I think I am fucking bipolar.
I haven’t been clinically diagnosed but it recently dawned on me… One minute, I’m manic and overjoy
Then the next, I hate the fucking world.|
Now don’t worry about me, I’m fully functional and all. I just think there’s a tiny misfire somewhere in my head. Is this a cry for help or is it me coming down off of my own high? Is this me pulling your leg or trying to lean on your shoulder. I only ask because there is no way one could withstand the level of fuckery that I do with a smile….unless I am without a doubt fucking loony?!?
That being said, I am fine. Despite life’s ups and downs, I am blessed.
I know that mental health is no joking matter but if I am struggling around a few emotions stirred with a few events that affect my mood day to day, I wonder how it is for those who cannot deal? I mean I keep it together on the outside, I meditate and focus my energy but I know that in the back of my head, if unchecked I am a ticking time bomb.
Take a moment to ponder…
Imagine being trapped inside of your own head or a prisoner of your own emotions… but instead of having a way to channel them or controlling them…they control you.

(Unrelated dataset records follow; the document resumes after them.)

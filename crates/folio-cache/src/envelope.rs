use std::sync::Arc;
use std::time::Duration;

use serde::de::DeserializeOwned;
use serde::{Deserialize, Serialize};
use tracing::debug;

use crate::{KeyValueStore, Result};

/// Cached payload plus the moment it was captured
#[derive(Debug, Clone, PartialEq, Serialize, Deserialize)]
pub struct CacheEnvelope<T> {
    pub data: Vec<T>,
    /// Epoch milliseconds
    pub timestamp: i64,
}

/// Outcome of reading the envelope
#[derive(Debug, Clone, PartialEq)]
pub enum CacheLookup<T> {
    Fresh(Vec<T>),
    Stale { age_ms: i64 },
    Missing,
}

/// Summary of whatever sits under the cache key, for inspection
#[derive(Debug, Clone, PartialEq)]
pub struct EnvelopeInfo {
    pub entries: usize,
    pub timestamp: i64,
    pub age_ms: i64,
    pub fresh: bool,
}

/// A single envelope stored under a fixed key with a freshness window
#[derive(Clone)]
pub struct EnvelopeCache {
    store: Arc<dyn KeyValueStore>,
    key: String,
    ttl: Duration,
}

impl EnvelopeCache {
    pub fn new(store: Arc<dyn KeyValueStore>, key: impl Into<String>, ttl: Duration) -> Self {
        Self {
            store,
            key: key.into(),
            ttl,
        }
    }

    pub fn key(&self) -> &str {
        &self.key
    }

    pub fn ttl(&self) -> Duration {
        self.ttl
    }

    fn is_fresh(&self, age_ms: i64) -> bool {
        i128::from(age_ms) < self.ttl.as_millis() as i128
    }

    /// Read the envelope and judge it against `now_ms`
    ///
    /// A payload that does not parse as `{data: [...], timestamp: n}` is
    /// reported as an error so callers can decide to ignore it.
    pub fn load<T: DeserializeOwned>(&self, now_ms: i64) -> Result<CacheLookup<T>> {
        let Some(raw) = self.store.get(&self.key)? else {
            return Ok(CacheLookup::Missing);
        };

        let envelope: CacheEnvelope<T> = serde_json::from_str(&raw)?;
        let age_ms = now_ms.saturating_sub(envelope.timestamp);

        if self.is_fresh(age_ms) {
            debug!("Cache entry '{}' is {}ms old, using it", self.key, age_ms);
            Ok(CacheLookup::Fresh(envelope.data))
        } else {
            debug!("Cache entry '{}' is stale ({}ms old)", self.key, age_ms);
            Ok(CacheLookup::Stale { age_ms })
        }
    }

    /// Overwrite the envelope with `data` captured at `now_ms`
    pub fn save<T: Serialize>(&self, data: &[T], now_ms: i64) -> Result<()> {
        #[derive(Serialize)]
        struct EnvelopeRef<'a, T> {
            data: &'a [T],
            timestamp: i64,
        }

        let raw = serde_json::to_string(&EnvelopeRef {
            data,
            timestamp: now_ms,
        })?;
        self.store.set(&self.key, &raw)
    }

    pub fn clear(&self) -> Result<()> {
        self.store.remove(&self.key)
    }

    pub fn inspect(&self, now_ms: i64) -> Result<Option<EnvelopeInfo>> {
        let Some(raw) = self.store.get(&self.key)? else {
            return Ok(None);
        };

        let envelope: CacheEnvelope<serde_json::Value> = serde_json::from_str(&raw)?;
        let age_ms = now_ms.saturating_sub(envelope.timestamp);

        Ok(Some(EnvelopeInfo {
            entries: envelope.data.len(),
            timestamp: envelope.timestamp,
            age_ms,
            fresh: self.is_fresh(age_ms),
        }))
    }
}

#[cfg(test)]
mod tests {
    use super::*;
    use crate::{CacheError, MemoryStore};

    const TEN_MINUTES: Duration = Duration::from_secs(600);
    const NOW: i64 = 1_700_000_000_000;

    fn cache() -> (Arc<MemoryStore>, EnvelopeCache) {
        let store = Arc::new(MemoryStore::new());
        let cache = EnvelopeCache::new(store.clone(), "blogs_cache_v1", TEN_MINUTES);
        (store, cache)
    }

    #[test]
    fn test_fresh_envelope_returns_data() {
        let (_, cache) = cache();
        cache.save(&["a".to_string(), "b".to_string()], NOW).unwrap();

        let lookup = cache.load::<String>(NOW + 9 * 60 * 1000).unwrap();
        assert_eq!(lookup, CacheLookup::Fresh(vec!["a".to_string(), "b".to_string()]));
    }

    #[test]
    fn test_envelope_expires_at_ten_minutes() {
        let (_, cache) = cache();
        cache.save(&[1, 2, 3], NOW).unwrap();

        let lookup = cache.load::<i32>(NOW + 10 * 60 * 1000).unwrap();
        assert_eq!(lookup, CacheLookup::Stale { age_ms: 600_000 });
    }

    #[test]
    fn test_missing_envelope() {
        let (_, cache) = cache();
        assert_eq!(cache.load::<i32>(NOW).unwrap(), CacheLookup::Missing);
        assert_eq!(cache.inspect(NOW).unwrap(), None);
    }

    #[test]
    fn test_structurally_invalid_envelope_is_an_error() {
        let (store, cache) = cache();

        store.set("blogs_cache_v1", "not json").unwrap();
        assert!(matches!(cache.load::<i32>(NOW), Err(CacheError::Corrupt(_))));

        store.set("blogs_cache_v1", r#"{"data": {"a": 1}, "timestamp": 1}"#).unwrap();
        assert!(matches!(cache.load::<i32>(NOW), Err(CacheError::Corrupt(_))));

        store.set("blogs_cache_v1", r#"{"data": [1]}"#).unwrap();
        assert!(matches!(cache.load::<i32>(NOW), Err(CacheError::Corrupt(_))));
    }

    #[test]
    fn test_saved_envelope_has_data_and_timestamp() {
        let (store, cache) = cache();
        cache.save(&[7], NOW).unwrap();

        let raw = store.get("blogs_cache_v1").unwrap().unwrap();
        let value: serde_json::Value = serde_json::from_str(&raw).unwrap();
        assert_eq!(value, serde_json::json!({"data": [7], "timestamp": NOW}));
    }

    #[test]
    fn test_inspect_and_clear() {
        let (_, cache) = cache();
        cache.save(&[1, 2], NOW).unwrap();

        let info = cache.inspect(NOW + 1000).unwrap().unwrap();
        assert_eq!(info.entries, 2);
        assert_eq!(info.age_ms, 1000);
        assert!(info.fresh);

        cache.clear().unwrap();
        assert_eq!(cache.load::<i32>(NOW).unwrap(), CacheLookup::Missing);
    }

    #[test]
    fn test_save_surfaces_quota_errors() {
        let store = Arc::new(MemoryStore::with_quota(16));
        let cache = EnvelopeCache::new(store, "blogs_cache_v1", TEN_MINUTES);

        let err = cache.save(&["a very long entry that will not fit"], NOW).unwrap_err();
        assert!(matches!(err, CacheError::QuotaExceeded { .. }));
    }
}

Imagine clinging to only the good memories others made for you because you lost yourself in them. You did this only to escape yourself and in turn pushed them all away.

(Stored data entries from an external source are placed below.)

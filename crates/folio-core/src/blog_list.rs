// Blog listing component: fetch, filter, sort, search and paginate into a container
use std::fmt::Display;
use std::time::Duration;

use tokio::sync::{mpsc, watch};
use tokio::time::Instant;
use tracing::{debug, info, warn};

use crate::acquire::DataAcquirer;
use crate::config::ListConfig;
use crate::debounce::{sleep_until_due, Debouncer};
use crate::dom::Element;
use crate::listing::{filter_entries, search_entries, sort_entries};
use crate::models::{BlogEntry, SortBy};
use crate::render::render_entries;
use crate::subscriptions::Subscriptions;
use crate::{Error, Result};

/// What an element under the listing's root is for, by its marker class
#[derive(Debug, Clone, Copy, PartialEq, Eq, Hash)]
pub enum Role {
    Content,
    Loading,
    Error,
    Sort,
    Filter,
    Search,
    LoadMore,
}

impl Role {
    pub const ALL: [Role; 7] = [
        Role::Content,
        Role::Loading,
        Role::Error,
        Role::Sort,
        Role::Filter,
        Role::Search,
        Role::LoadMore,
    ];

    pub fn class_name(self) -> &'static str {
        match self {
            Role::Content => "blog-list__content",
            Role::Loading => "blog-list__loading",
            Role::Error => "blog-list__error",
            Role::Sort => "blog-list__sort",
            Role::Filter => "blog-list__filter",
            Role::Search => "blog-list__search",
            Role::LoadMore => "blog-list__load-more",
        }
    }
}

/// The listing's container and the elements found under it
///
/// Only the content region is required.
#[derive(Debug, Clone)]
pub struct BlogListRoot {
    content: Element,
    loading: Option<Element>,
    error: Option<Element>,
    sort: Option<Element>,
    filter: Option<Element>,
    search: Option<Element>,
    load_more: Option<Element>,
}

impl BlogListRoot {
    pub fn new(content: Element) -> Self {
        Self {
            content,
            loading: None,
            error: None,
            sort: None,
            filter: None,
            search: None,
            load_more: None,
        }
    }

    /// Pick children by role class, first match wins
    pub fn from_children(children: impl IntoIterator<Item = Element>) -> Result<Self> {
        let mut found: Vec<(Role, Element)> = Vec::new();
        for child in children {
            let role = Role::ALL
                .into_iter()
                .find(|role| child.has_class(role.class_name()));
            if let Some(role) = role {
                if !found.iter().any(|(r, _)| *r == role) {
                    found.push((role, child));
                }
            }
        }

        let content_at = found
            .iter()
            .position(|(role, _)| *role == Role::Content)
            .ok_or_else(|| Error::MissingElement(Role::Content.class_name().to_string()))?;
        let (_, content) = found.remove(content_at);

        Ok(found
            .into_iter()
            .fold(Self::new(content), |root, (role, element)| root.with(role, element)))
    }

    /// Attach an element for `role`, replacing any previous one
    pub fn with(mut self, role: Role, element: Element) -> Self {
        match self.slot_mut(role) {
            Some(slot) => *slot = Some(element),
            None => self.content = element,
        }
        self
    }

    pub fn content(&self) -> &Element {
        &self.content
    }

    pub fn element(&self, role: Role) -> Option<&Element> {
        match role {
            Role::Content => Some(&self.content),
            Role::Loading => self.loading.as_ref(),
            Role::Error => self.error.as_ref(),
            Role::Sort => self.sort.as_ref(),
            Role::Filter => self.filter.as_ref(),
            Role::Search => self.search.as_ref(),
            Role::LoadMore => self.load_more.as_ref(),
        }
    }

    pub fn element_mut(&mut self, role: Role) -> Option<&mut Element> {
        match role {
            Role::Content => Some(&mut self.content),
            _ => self.slot_mut(role).and_then(Option::as_mut),
        }
    }

    /// Storage for an optional role; `None` for the content region
    fn slot_mut(&mut self, role: Role) -> Option<&mut Option<Element>> {
        match role {
            Role::Content => None,
            Role::Loading => Some(&mut self.loading),
            Role::Error => Some(&mut self.error),
            Role::Sort => Some(&mut self.sort),
            Role::Filter => Some(&mut self.filter),
            Role::Search => Some(&mut self.search),
            Role::LoadMore => Some(&mut self.load_more),
        }
    }
}

/// User interaction with the listing's controls
#[derive(Debug, Clone, PartialEq, Eq)]
pub enum ControlEvent {
    SortChanged(String),
    FilterChanged(String),
    SearchInput(String),
    LoadMore,
}

impl ControlEvent {
    fn role(&self) -> Role {
        match self {
            ControlEvent::SortChanged(_) => Role::Sort,
            ControlEvent::FilterChanged(_) => Role::Filter,
            ControlEvent::SearchInput(_) => Role::Search,
            ControlEvent::LoadMore => Role::LoadMore,
        }
    }
}

#[derive(Debug, Clone)]
pub struct ListOptions {
    pub per_page: usize,
    pub search_debounce: Duration,
}

impl Default for ListOptions {
    fn default() -> Self {
        Self::from(&ListConfig::default())
    }
}

impl From<&ListConfig> for ListOptions {
    fn from(config: &ListConfig) -> Self {
        Self {
            per_page: config.per_page.max(1),
            search_debounce: Duration::from_millis(config.search_debounce_ms),
        }
    }
}

/// Everything the listing knows about its entries
#[derive(Debug, Clone)]
pub struct ListState {
    items: Vec<BlogEntry>,
    filtered_items: Vec<BlogEntry>,
    page: usize,
    per_page: usize,
}

impl ListState {
    fn new(per_page: usize) -> Self {
        Self {
            items: Vec::new(),
            filtered_items: Vec::new(),
            page: 1,
            per_page,
        }
    }

    pub fn items(&self) -> &[BlogEntry] {
        &self.items
    }

    pub fn filtered_items(&self) -> &[BlogEntry] {
        &self.filtered_items
    }

    pub fn page(&self) -> usize {
        self.page
    }

    pub fn per_page(&self) -> usize {
        self.per_page
    }

    /// First `page * per_page` filtered entries
    pub fn visible(&self) -> &[BlogEntry] {
        let end = self
            .page
            .saturating_mul(self.per_page)
            .min(self.filtered_items.len());
        &self.filtered_items[..end]
    }

    pub fn has_more(&self) -> bool {
        self.visible().len() < self.filtered_items.len()
    }

    fn replace_filtered(&mut self, filtered: Vec<BlogEntry>) {
        self.filtered_items = filtered;
        self.page = 1;
    }
}

pub struct BlogList {
    root: BlogListRoot,
    acquirer: DataAcquirer,
    state: ListState,
    listeners: Subscriptions<Role>,
    search_debounce: Debouncer<String>,
    renders: watch::Sender<String>,
    render_count: u64,
    destroyed: bool,
}

impl BlogList {
    pub fn new(root: BlogListRoot, acquirer: DataAcquirer, options: ListOptions) -> Self {
        let (renders, _) = watch::channel(String::new());
        Self {
            root,
            acquirer,
            state: ListState::new(options.per_page.max(1)),
            listeners: Subscriptions::new(),
            search_debounce: Debouncer::new(options.search_debounce),
            renders,
            render_count: 0,
            destroyed: false,
        }
    }

    pub fn root(&self) -> &BlogListRoot {
        &self.root
    }

    pub fn state(&self) -> &ListState {
        &self.state
    }

    pub fn render_count(&self) -> u64 {
        self.render_count
    }

    pub fn is_listening(&self, role: Role) -> bool {
        self.listeners.is_subscribed(&role)
    }

    /// Latest content markup, updated on every render
    pub fn subscribe_renders(&self) -> watch::Receiver<String> {
        self.renders.subscribe()
    }

    /// Load data, wire the controls and render the first page
    ///
    /// A failed load lands in the error region and is also returned. The
    /// loading indicator is hidden on both paths.
    pub async fn initialize(&mut self) -> Result<()> {
        self.show_loading();

        let outcome = match self.acquire_data().await {
            Ok(()) => {
                self.wire_controls();
                self.render();
                Ok(())
            }
            Err(e) => {
                self.show_error(&e);
                Err(e)
            }
        };

        self.hide_loading();
        outcome
    }

    pub async fn acquire_data(&mut self) -> Result<()> {
        let items = self.acquirer.acquire().await?;
        info!("Loaded {} blog entries", items.len());

        self.state.filtered_items = items.clone();
        self.state.items = items;
        self.state.page = 1;
        Ok(())
    }

    /// Listen on every control that is present; missing ones stay inert
    fn wire_controls(&mut self) {
        for role in [Role::Sort, Role::Filter, Role::Search, Role::LoadMore] {
            if self.root.element(role).is_some() {
                self.listeners.subscribe(role);
            }
        }
        debug!("Listening on {} controls", self.listeners.len());
    }

    /// Reorder within whatever filter or search is active
    pub fn apply_sort(&mut self, sort_by: SortBy) {
        debug!("Sorting {} entries by {}", self.state.filtered_items.len(), sort_by.as_str());
        let mut working = self.state.filtered_items.clone();
        sort_entries(&mut working, sort_by);
        self.state.replace_filtered(working);
        self.render();
    }

    /// Narrow the full set by category or tag; empty shows everything
    pub fn apply_filter(&mut self, value: &str) {
        let filtered = filter_entries(&self.state.items, value);
        self.state.replace_filtered(filtered);
        self.render();
    }

    /// Search titles and content; an empty query falls back to the selected filter
    pub fn apply_search(&mut self, query: &str) {
        let query = query.trim().to_lowercase();
        if query.is_empty() {
            let filter = self.selected_filter();
            self.apply_filter(&filter);
            return;
        }

        let found = search_entries(&self.state.items, &query);
        self.state.replace_filtered(found);
        self.render();
    }

    /// Reveal one more page
    pub fn load_more(&mut self) {
        if self.state.has_more() {
            self.state.page += 1;
            self.render();
        }
    }

    fn selected_filter(&self) -> String {
        self.root
            .element(Role::Filter)
            .map(|el| el.value().to_string())
            .unwrap_or_default()
    }

    pub fn render(&mut self) {
        let html = render_entries(self.state.visible());
        let has_more = self.state.has_more();

        self.root.content.set_inner_html(html.clone());
        if let Some(button) = self.root.element_mut(Role::LoadMore) {
            button.toggle_class(crate::dom::HIDDEN, !has_more);
        }

        self.render_count += 1;
        debug!(
            "Rendered {} of {} entries",
            self.state.visible().len(),
            self.state.filtered_items.len()
        );
        self.renders.send_replace(html);
    }

    pub fn show_loading(&mut self) {
        if let Some(el) = self.root.element_mut(Role::Loading) {
            el.show();
        }
    }

    pub fn hide_loading(&mut self) {
        if let Some(el) = self.root.element_mut(Role::Loading) {
            el.hide();
        }
    }

    pub fn show_error(&mut self, error: &dyn Display) {
        warn!("Blog list failed: {}", error);
        if let Some(el) = self.root.element_mut(Role::Error) {
            el.set_text(format!("Failed to load blogs: {}", error));
            el.show();
        }
    }

    /// Route one control event; search input is debounced, the rest apply at once
    pub fn dispatch(&mut self, event: ControlEvent) {
        let role = event.role();
        if self.destroyed || !self.listeners.is_subscribed(&role) {
            debug!("Ignoring {:?}, nobody is listening", event);
            return;
        }

        match event {
            ControlEvent::SortChanged(value) => {
                self.set_control_value(Role::Sort, &value);
                self.apply_sort(SortBy::from_value(&value));
            }
            ControlEvent::FilterChanged(value) => {
                self.set_control_value(Role::Filter, &value);
                self.apply_filter(&value);
            }
            ControlEvent::SearchInput(value) => {
                self.set_control_value(Role::Search, &value);
                self.search_debounce.schedule(value);
            }
            ControlEvent::LoadMore => self.load_more(),
        }
    }

    fn set_control_value(&mut self, role: Role, value: &str) {
        if let Some(el) = self.root.element_mut(role) {
            el.set_value(value);
        }
    }

    /// Run a debounced search if its quiet period is over
    pub fn fire_pending_search(&mut self) {
        if let Some(query) = self.search_debounce.take_due(Instant::now()) {
            self.apply_search(&query);
        }
    }

    /// Handle control events until the sender goes away
    ///
    /// A search still waiting out its debounce when the channel closes runs
    /// once its quiet period is over. Dropping the future abandons it.
    pub async fn run(&mut self, mut events: mpsc::Receiver<ControlEvent>) {
        loop {
            let deadline = self.search_debounce.deadline();
            tokio::select! {
                event = events.recv() => match event {
                    Some(event) => self.dispatch(event),
                    None => break,
                },
                _ = sleep_until_due(deadline) => self.fire_pending_search(),
            }
        }

        if let Some(deadline) = self.search_debounce.deadline() {
            sleep_until_due(Some(deadline)).await;
            self.fire_pending_search();
        }
    }

    /// Detach every listener and cancel the pending search
    pub fn destroy(&mut self) {
        let released = self.listeners.drain();
        self.search_debounce.cancel();
        self.destroyed = true;
        debug!("Blog list torn down, released {} listeners", released.len());
    }
}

There are voices in your head telling you one thing or another. You don’t know who/what to listen to or not. The consume every part of you.
They control the relationships you form or destroy. Like a drug, you’re addicted to the chaos of your own malicious mind.
And then one day you wake up, happy and refreshed. You have a new outlook on life. Everything is without a doubt beautiful. Things no longer haunt, hurt or anger you. You are free to do whatever you want and you have a newfound confidence.
And then fear sets it, that at any moments time, it can all go away and you will be back to being miserable and being controlled by your own demons.
Scary shit, right?
Regardless of such, I know one thing is a constant…
No matter what I’m dealing with, no matter how good it gets or bad it turns out…
Writing will always be my go to weapon of choice. Whether I need to cry, vent or kill someone (er…just joking), I know that I can fully express myself here. My silent but deadly voice.